Apple recently released the first public beta of macOS Sonoma, the upcoming major update for macOS set to be available to all users this fall. One notable feature of this update is the ability for Mac users to utilize Apple’s password manager in third-party web browsers like Google Chrome, Microsoft Edge, and Arc.
For those unaware, macOS already includes a built-in password manager that securely stores all passwords. Users can access it through system settings and view their stored passwords using their fingerprint or computer password. The advantages of using a password manager are numerous. It allows users to employ different, complex passwords for each website and service they have an account with. This way, in case of a data breach at any particular service, the user’s other online accounts remain relatively safe. They can simply change their password on the affected site and move forward.
Thanks to iCloud integration, if users store their passwords in Apple’s password manager, they will be synchronized across their other Apple devices such as iPhones or iPads. However, what if someone owns an iPhone but uses a Windows computer at work?
In 2021, Apple addressed this issue by releasing a Google Chrome extension for Windows called iCloud Passwords. Shortly after that, they followed up with a similar extension for Microsoft Edge. Unfortunately, these extensions were not compatible with macOS, meaning Mac users had to rely on Safari to take advantage of Apple’s password manager capabilities. Safari automatically fills out login information, generates new passwords when creating accounts, and saves them within Apple’s password manager.
However, as revealed by Ricky Mondello from Apple on Twitter, this limitation is about to change with macOS Sonoma. The company plans to bring the iCloud Passwords extension to Google Chrome on Mac. Since many web browsers are based on Chromium (the open-source project behind Google Chrome), they naturally support Chrome extensions. Consequently, it is expected that browsers like Arc and Brave will also support the iCloud Passwords extension on macOS Sonoma.
Moreover, Apple is actively working on porting the Microsoft Edge extension to macOS as well. However, there is currently no support for Mozilla Firefox, although it has been acknowledged as a user request.
The significance of a password manager accessible from any device will only increase in the near future as more websites begin offering passkey support. As an example, Gmail now allows users to sign in using a passkey instead of a traditional password. Passkeys are automatically generated by devices and stored securely. On macOS, they can be stored within Apple’s password manager and synchronized across all Apple devices.

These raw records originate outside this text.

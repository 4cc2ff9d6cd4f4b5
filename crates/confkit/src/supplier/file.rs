use std::fs::{self, File};
use std::path::{Path as FsPath, PathBuf};
use std::sync::Arc;
use std::time::SystemTime;

use tracing::debug;

use super::factory::{has_type, optional_str, required_str};
use super::{ObservableSupplier, Supplier, SupplierCreator, read_tree, tree_has};
use crate::{DecoderFactory, Partial, Path, Result, Value};

/// Opens and decodes one file.
fn load(path: &FsPath, format: &str, decoders: &DecoderFactory) -> Result<Partial> {
    let file = File::open(path)?;
    decoders.decode(format, file)
}

// ============================================================================
// File
// ============================================================================

/// Serves the decoded content of one file, read once at construction.
#[derive(Clone, Debug)]
pub struct FileSupplier {
    path: PathBuf,
    tree: Partial,
}

impl FileSupplier {
    /// Opens and decodes `path` as `format`.
    ///
    /// # Errors
    ///
    /// Returns [`Error::Io`](crate::Error::Io) if the file cannot be opened,
    /// [`Error::InvalidFormat`](crate::Error::InvalidFormat) for an unknown
    /// format, or the decode failure.
    pub fn new(path: impl Into<PathBuf>, format: &str, decoders: &DecoderFactory) -> Result<Self> {
        let path = path.into();
        let tree = load(&path, format, decoders)?;
        debug!(path = %path.display(), format, "loaded file supplier");

        Ok(Self { path, tree })
    }

    /// The backing file.
    #[must_use]
    pub fn path(&self) -> &FsPath {
        &self.path
    }
}

impl Supplier for FileSupplier {
    fn has(&self, path: Path<'_>) -> bool {
        tree_has(&self.tree, path)
    }

    fn get(&self, path: Path<'_>) -> Result<Value> {
        read_tree(&self.tree, path)
    }
}

// ============================================================================
// Observable file
// ============================================================================

/// A file supplier that reloads when the file's modification time advances.
///
/// The recorded modification time starts at the Unix epoch, so the first
/// [`reload`](ObservableSupplier::reload) always reloads.
pub struct ObservableFileSupplier {
    path: PathBuf,
    format: String,
    decoders: Arc<DecoderFactory>,
    tree: Partial,
    modified: SystemTime,
}

impl ObservableFileSupplier {
    /// Opens and decodes `path` as `format`.
    ///
    /// # Errors
    ///
    /// Fails like [`FileSupplier::new`].
    pub fn new(
        path: impl Into<PathBuf>,
        format: impl Into<String>,
        decoders: Arc<DecoderFactory>,
    ) -> Result<Self> {
        let path = path.into();
        let format = format.into();
        let tree = load(&path, &format, &decoders)?;
        debug!(path = %path.display(), format = %format, "loaded observable file supplier");

        Ok(Self {
            path,
            format,
            decoders,
            tree,
            modified: SystemTime::UNIX_EPOCH,
        })
    }

    /// The backing file.
    #[must_use]
    pub fn path(&self) -> &FsPath {
        &self.path
    }
}

impl Supplier for ObservableFileSupplier {
    fn has(&self, path: Path<'_>) -> bool {
        tree_has(&self.tree, path)
    }

    fn get(&self, path: Path<'_>) -> Result<Value> {
        read_tree(&self.tree, path)
    }

    fn as_observable(&mut self) -> Option<&mut dyn ObservableSupplier> {
        Some(self)
    }
}

impl ObservableSupplier for ObservableFileSupplier {
    fn reload(&mut self) -> Result<bool> {
        let modified = fs::metadata(&self.path)?.modified()?;
        if modified <= self.modified {
            return Ok(false);
        }

        self.tree = load(&self.path, &self.format, &self.decoders)?;
        self.modified = modified;
        debug!(path = %self.path.display(), "reloaded file");

        Ok(true)
    }
}

// ============================================================================
// Creators
// ============================================================================

/// Creates [`FileSupplier`]s from `type: file` descriptions.
///
/// Fields: `path` (required), `format` (defaults to the configured format).
#[derive(Clone, Debug)]
pub struct FileCreator {
    decoders: Arc<DecoderFactory>,
    format: String,
}

impl FileCreator {
    /// Creates a creator decoding with `decoders`, `format` by default.
    pub fn new(decoders: Arc<DecoderFactory>, format: impl Into<String>) -> Self {
        Self {
            decoders,
            format: format.into(),
        }
    }
}

impl SupplierCreator for FileCreator {
    fn accepts(&self, description: &Partial) -> bool {
        has_type(description, "file")
    }

    fn create(&self, description: &Partial) -> Result<Box<dyn Supplier>> {
        let path = required_str(description, "file", "path")?;
        let format = optional_str(description, "format", &self.format)?;

        Ok(Box::new(FileSupplier::new(path, format, &self.decoders)?))
    }
}

/// Creates [`ObservableFileSupplier`]s from `type: observable-file`
/// descriptions.
///
/// Fields: `path` (required), `format` (defaults to the configured format).
#[derive(Clone, Debug)]
pub struct ObservableFileCreator {
    decoders: Arc<DecoderFactory>,
    format: String,
}

impl ObservableFileCreator {
    /// Creates a creator decoding with `decoders`, `format` by default.
    pub fn new(decoders: Arc<DecoderFactory>, format: impl Into<String>) -> Self {
        Self {
            decoders,
            format: format.into(),
        }
    }
}

impl SupplierCreator for ObservableFileCreator {
    fn accepts(&self, description: &Partial) -> bool {
        has_type(description, "observable-file")
    }

    fn create(&self, description: &Partial) -> Result<Box<dyn Supplier>> {
        let path = required_str(description, "observable-file", "path")?;
        let format = optional_str(description, "format", &self.format)?;

        Ok(Box::new(ObservableFileSupplier::new(
            path,
            format,
            Arc::clone(&self.decoders),
        )?))
    }
}
//! # confkit
//!
//! A runtime configuration engine for long-running processes.
//!
//! `confkit` gathers configuration from pluggable suppliers (environment
//! variables, files, directories, REST endpoints, in-memory trees), merges
//! them by priority into one path-addressed tree, and notifies observers when
//! the value at a path changes. Suppliers backed by changing sources are
//! polled in the background, so edits to a file or a remote document are
//! picked up without a restart.
//!
//! ## Building Blocks
//!
//! - [`Partial`] - the nested, path-addressed value tree
//! - [`Value`] - a scalar, list or nested tree
//! - [`decoder`] - JSON, YAML and TOML decoders behind a [`DecoderFactory`]
//! - [`supplier`] - configuration origins, built from declarative
//!   descriptions by a [`SupplierFactory`]
//! - [`ConfigManager`] - priority merge, observers and hot reload
//! - [`trigger`] - the background timers driving reload
//!
//! ## Quick Start
//!
//! ```rust
//! use std::sync::Arc;
//! use confkit::{ConfigManager, DecoderFactory, Options, Partial, SupplierFactory};
//!
//! let options = Options::default();
//! let manager = ConfigManager::new(options.clone())?;
//! let factory = SupplierFactory::with_defaults(Arc::new(DecoderFactory::default()), &options, None);
//!
//! let mut description = Partial::new();
//! description.set("type", "env")?;
//! description.set("mappings.CONFKIT_QUICKSTART_PORT", "server.port")?;
//! manager.add_supplier("env", 100, factory.create(&description)?)?;
//!
//! assert_eq!(manager.get_as_or::<u16>("server.port", 8080)?, 8080);
//! # Ok::<(), confkit::Error>(())
//! ```
//!
//! ## Merge Order
//!
//! Suppliers merge in ascending priority: a supplier with priority `10`
//! overrides one with priority `0` wherever both define a key. Nested trees
//! merge key by key; anything else is replaced wholesale.
//!
//! ## Typed Access
//!
//! Besides the typed accessors (`int`, `string`, ...), subtrees map onto
//! records either through [`Populate`] (no serde needed, keys matched
//! case-insensitively) or through serde via [`Partial::extract`]:
//!
//! ```rust,ignore
//! #[derive(Default, confkit::Populate)]
//! struct Server {
//!     host: String,
//!     port: u16,
//! }
//!
//! let mut server = Server::default();
//! manager.populate("server", &mut server, true)?;
//! ```
//!
//! ## Error Handling
//!
//! All errors are reported through the [`Error`] type, which integrates with
//! [`miette`] for rich terminal diagnostics; decode errors point at the
//! offending line of the document.
//!
//! ## Logging
//!
//! The engine emits [`tracing`] events (supplier registration, rebuilds,
//! reload failures) and never installs a subscriber itself.

#![deny(missing_docs)]
#![warn(clippy::pedantic)]
#![warn(clippy::nursery)]

// Re-export the derive macro
#[cfg(feature = "derive")]
pub use confkit_macro::Populate;

/// Re-export miette for error handling.
pub use miette;

// ============================================================================
// Core Modules
// ============================================================================

mod error;
pub use error::{Error, Result};

mod options;
pub use options::{DEFAULT_FORMAT, Options};

mod path;
pub use path::{DEFAULT_SEPARATOR, Path};

mod partial;
mod populate;
mod value;

pub use partial::Partial;
pub use populate::{FromValue, Populate, Populator};
pub use value::Value;

// ============================================================================
// Decoders and Suppliers
// ============================================================================

pub mod decoder;
pub mod supplier;

pub use decoder::{Decoder, DecoderCreator, DecoderFactory};
pub use supplier::{ObservableSupplier, Supplier, SupplierCreator, SupplierFactory};

// ============================================================================
// Manager and Hot Reload
// ============================================================================

mod manager;
pub mod trigger;

pub use manager::{Callback, ConfigManager, ObserverId};
pub use trigger::Trigger;
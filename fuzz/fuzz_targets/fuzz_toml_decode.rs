#![no_main]

use std::io::Cursor;

use confkit::{DecoderFactory, miette};
use libfuzzer_sys::fuzz_target;

fuzz_target!(|data: &[u8]| {
    let factory = DecoderFactory::default();

    // === Malformed input must yield an error, never a panic ===
    match factory.decode("toml", Cursor::new(data.to_vec())) {
        Ok(tree) => {
            // === Decoded keys are lower-cased ===
            for (key, _) in &tree {
                assert_eq!(key, &key.to_lowercase());
            }
        }
        Err(err) => {
            // === Rendering the diagnostic must not panic ===
            let _ = format!("{:?}", miette::Report::new(err));
        }
    }
});
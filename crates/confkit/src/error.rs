//! Error types for the configuration engine.
//!
//! Every fallible operation in this crate returns [`Error`], which integrates
//! with [`miette`] for rich diagnostics. Decode errors carry the offending
//! document as source code so the failing line can be rendered.
//!
//! # Error Variants
//!
//! | Variant | When It Occurs |
//! |---------|----------------|
//! | [`Error::PathNotFound`] | Read of an absent path without a default |
//! | [`Error::EmptyPath`] | Set (or tree-level get) at the root path |
//! | [`Error::Conversion`] | Typed accessor or populate target mismatch |
//! | [`Error::InvalidFormat`] | No decoder creator accepts a format name |
//! | [`Error::InvalidSupplier`] | No supplier creator accepts a description |
//! | [`Error::MissingField`] | A supplier description lacks a required field |
//! | [`Error::DuplicateSupplier`] | A supplier id is already registered |
//! | [`Error::SupplierNotFound`] | An operation references an unknown id |
//! | [`Error::Io`] | Filesystem failure, surfaced unwrapped |
//! | [`Error::Decode`] | A document failed to parse |
//! | [`Error::Http`] | A REST request failed |
//! | [`Error::Closed`] | A poll fired after its manager was dropped |

use std::error::Error as StdError;

use miette::{Diagnostic, NamedSource, SourceSpan};
use thiserror::Error as ThisError;

/// Result type used throughout the crate.
pub type Result<T, E = Error> = std::result::Result<T, E>;

/// Errors produced by the value tree, decoders, suppliers and the manager.
#[derive(Debug, ThisError, Diagnostic)]
#[non_exhaustive]
pub enum Error {
    /// The requested path does not exist in the tree.
    #[error("path not found: {path}")]
    #[diagnostic(
        code(confkit::path_not_found),
        help("check the path spelling; decoded keys are lower-case")
    )]
    PathNotFound {
        /// The path that was requested.
        path: String,
    },

    /// A write (or tree-level read) was attempted at the root path.
    #[error("path must contain at least one segment")]
    #[diagnostic(code(confkit::empty_path))]
    EmptyPath,

    /// A value could not be converted to the requested type.
    #[error("cannot convert `{path}` to {expected}: found {found}")]
    #[diagnostic(code(confkit::conversion))]
    Conversion {
        /// The path holding the value.
        path: String,

        /// The requested target type.
        expected: &'static str,

        /// The dynamic type of the stored value.
        found: &'static str,

        /// Dynamic help text naming the target type.
        #[help]
        help: String,
    },

    /// No registered decoder accepts the requested format.
    #[error("invalid format: {format}")]
    #[diagnostic(
        code(confkit::invalid_format),
        help("register a decoder creator for this format or enable its feature flag")
    )]
    InvalidFormat {
        /// The format name that was requested.
        format: String,
    },

    /// No registered supplier creator accepts the description.
    #[error("invalid supplier: {reason}")]
    #[diagnostic(
        code(confkit::invalid_supplier),
        help("valid types are: aggregate, env, file, observable-file, dir, rest, observable-rest")
    )]
    InvalidSupplier {
        /// Why the description was rejected.
        reason: String,
    },

    /// A supplier description lacks a required field.
    #[error("invalid supplier: `{kind}` description is missing `{field}`")]
    #[diagnostic(code(confkit::missing_field))]
    MissingField {
        /// The supplier type being described.
        kind: &'static str,

        /// The missing field.
        field: &'static str,
    },

    /// A supplier with the same id is already registered.
    #[error("duplicate supplier: {id}")]
    #[diagnostic(
        code(confkit::duplicate_supplier),
        help("remove the existing supplier first or pick another id")
    )]
    DuplicateSupplier {
        /// The conflicting id.
        id: String,
    },

    /// No supplier is registered under the id.
    #[error("supplier not found: {id}")]
    #[diagnostic(code(confkit::supplier_not_found))]
    SupplierNotFound {
        /// The unknown id.
        id: String,
    },

    /// The configuration manager has been dropped.
    #[error("configuration manager is closed")]
    #[diagnostic(code(confkit::closed))]
    Closed,

    /// Filesystem failure.
    #[error(transparent)]
    #[diagnostic(code(confkit::io))]
    Io(#[from] std::io::Error),

    /// Parse error with source location.
    #[error("{format} parse error in {origin}")]
    #[diagnostic(code(confkit::decode))]
    Decode {
        /// Format name (JSON, TOML, YAML).
        format: &'static str,

        /// Where the document came from.
        origin: String,

        /// The document content for display.
        #[source_code]
        src: NamedSource<String>,

        /// The location of the error.
        #[label("{message}")]
        span: SourceSpan,

        /// Description of what went wrong.
        message: String,

        /// Suggestion for how to fix.
        #[help]
        help: String,
    },

    /// Parse error without source location (fallback).
    #[error("{format} parse error: {message}")]
    #[diagnostic(code(confkit::decode))]
    DecodeNoSpan {
        /// Format name.
        format: &'static str,

        /// Description of what went wrong.
        message: String,

        /// Suggestion for how to fix.
        #[help]
        help: String,
    },

    /// The decoded document root is not a mapping.
    #[error("{format} document root must be a mapping, found {found}")]
    #[diagnostic(code(confkit::not_a_tree))]
    NotATree {
        /// Format name.
        format: &'static str,

        /// The dynamic type of the root.
        found: &'static str,
    },

    /// A REST request failed.
    #[error("request to {uri} failed: {message}")]
    #[diagnostic(
        code(confkit::http),
        help("check the endpoint URI and connectivity")
    )]
    Http {
        /// The requested URI.
        uri: String,

        /// The error message.
        message: String,

        /// The underlying client error.
        #[source]
        source: Option<Box<dyn StdError + Send + Sync>>,
    },

    /// A timestamp field did not parse as RFC 3339.
    #[error("invalid timestamp {value:?}")]
    #[diagnostic(
        code(confkit::timestamp),
        help("timestamps must be RFC 3339, e.g. 2024-05-01T12:00:00Z")
    )]
    Timestamp {
        /// The raw timestamp value.
        value: String,

        /// The parse failure.
        #[source]
        source: chrono::ParseError,
    },

    /// Serde extraction of a typed value failed.
    #[error("cannot deserialize `{path}`: {message}")]
    #[diagnostic(code(confkit::deserialize))]
    Deserialize {
        /// Full path of the failing field.
        path: String,

        /// The serde error message.
        message: String,
    },

    /// A background trigger thread could not be started.
    #[error("failed to start trigger: {message}")]
    #[diagnostic(code(confkit::trigger))]
    Trigger {
        /// Human-readable error message.
        message: String,

        /// The spawn failure.
        #[source]
        source: std::io::Error,
    },
}

// ─────────────────────────────────────────────────────────────────────────────
// Constructor helpers for ergonomic error creation
// ─────────────────────────────────────────────────────────────────────────────

impl Error {
    /// Creates a `PathNotFound` error.
    pub fn path_not_found(path: impl Into<String>) -> Self {
        Error::PathNotFound { path: path.into() }
    }

    /// Creates a `Conversion` error with help text naming the target type.
    pub fn conversion(path: impl Into<String>, expected: &'static str, found: &'static str) -> Self {
        Error::Conversion {
            path: path.into(),
            expected,
            found,
            help: format!("store a {expected} at this path or read it with a matching accessor"),
        }
    }

    /// Creates an `InvalidFormat` error.
    pub fn invalid_format(format: impl Into<String>) -> Self {
        Error::InvalidFormat {
            format: format.into(),
        }
    }

    /// Creates an `InvalidSupplier` error.
    pub fn invalid_supplier(reason: impl Into<String>) -> Self {
        Error::InvalidSupplier {
            reason: reason.into(),
        }
    }

    /// Creates a `MissingField` error.
    #[must_use]
    pub const fn missing_field(kind: &'static str, field: &'static str) -> Self {
        Error::MissingField { kind, field }
    }

    /// Creates an `Http` error without an underlying source.
    pub fn http(uri: impl Into<String>, message: impl Into<String>) -> Self {
        Error::Http {
            uri: uri.into(),
            message: message.into(),
            source: None,
        }
    }

    /// Creates an `Http` error wrapping the client failure.
    pub fn http_with_source(
        uri: impl Into<String>,
        message: impl Into<String>,
        source: impl StdError + Send + Sync + 'static,
    ) -> Self {
        Error::Http {
            uri: uri.into(),
            message: message.into(),
            source: Some(Box::new(source)),
        }
    }

    /// Returns `true` for the "path not found" family of errors.
    #[must_use]
    pub const fn is_not_found(&self) -> bool {
        matches!(self, Error::PathNotFound { .. } | Error::EmptyPath)
    }
}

It’s also worth noting that many Mac users have been relying on third-party password managers like 1Password. However, 1Password has shifted its focus towards enterprise customers and cross-platform compatibility. With Apple’s password manager becoming available in Google Chrome soon, individuals may consider transitioning from 1Password to Apple’s built-in solution. Additionally, shared passwords will be introduced with iOS 17 and macOS Sonoma.